Upon arrival at the food bank, the staff parks the van and attempts to assist Gabby out of the vehicle. Gabby keeps her left arm folded up on her chest and uses her right hand to manage her cane. Gabby tries to communicate by sounds and gestures that they left her cane back at the center. The staff is unsure of Gabby's message and continues to assist her out of the vehicle. Gabby gets scared and starts falling forward. The staff supports Gabby's weight, but she does sustain a bruise on her side from hitting the van door. Gabby indicates she is okay, but later that night she ends up at the ER.

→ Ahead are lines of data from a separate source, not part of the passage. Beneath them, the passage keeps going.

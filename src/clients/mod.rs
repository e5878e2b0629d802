//! HTTP client layer for the Contentstack Management API.
//!
//! This module provides the request/response pipeline every resource facade
//! goes through: default headers, URL construction, transport and the retry
//! policy.
//!
//! # Overview
//!
//! - [`HttpClient`]: the async transport with the retry loop
//! - [`HttpRequest`]: a request to be sent to the API
//! - [`HttpResponse`]: a parsed response, with the effective request attached
//! - [`RequestHeaders`]: the typed default header set
//! - [`RetryPolicy`]: strict/lenient error handling and the retry bound
//! - [`HttpError`]: unified error type
//!
//! # Retry Behavior
//!
//! Each call makes up to `max_retries + 1` attempts. Whether a failure is
//! raised or retried depends on two independent toggles: one for transport
//! failures (timeout, connection error, malformed JSON) and one for responses
//! with status `>= 400`. Once a lenient call runs out of attempts it returns
//! `Ok(None)`. Retries are immediate; there is no backoff.

mod errors;
mod headers;
mod http_client;
mod http_request;
mod http_response;
mod retry;

pub use errors::{ApiError, HttpError, InvalidHttpRequestError, TransportError};
pub use headers::{
    RequestHeaders, API_KEY, AUTHORIZATION, AUTHTOKEN, BRANCH, CONTENT_TYPE, JSON_CONTENT_TYPE,
    SDK_NAME, SDK_VERSION, USER_AGENT,
};
pub use http_client::HttpClient;
pub use http_request::{HttpMethod, HttpRequest, HttpRequestBuilder};
pub use http_response::{HttpResponse, RateLimit, RequestInfo};
pub use retry::{RetryPolicy, DEFAULT_MAX_RETRIES};

/// Result of a request: `Ok(None)` when a lenient request gave up.
pub type ApiResult = Result<Option<HttpResponse>, HttpError>;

Apply What You've Learned:
Based on the information provided in this training and Gabby's case study, list three interventions that, if implemented, would likely have prevented this fall from occurring.
Ensure staff are familiar with the individual's specific support needs and communication methods. In Gabby's case, the staff was unfamiliar with her ambulation supports and her cues for communicating about her cane. Proper training and understanding of the individual's ISP are crucial.
Verify all necessary Durable Medical Equipment (DME) is present and functional before outings. Gabby's cane was forgotten, which was essential for her ambulation success. A pre-outing checklist or routine could prevent this.
Prioritize the individual's safety and comfort, and do not proceed if communication is unclear or support needs are not met. The staff continued to assist Gabby despite her attempts to communicate distress and the absence of her cane, leading to the fall.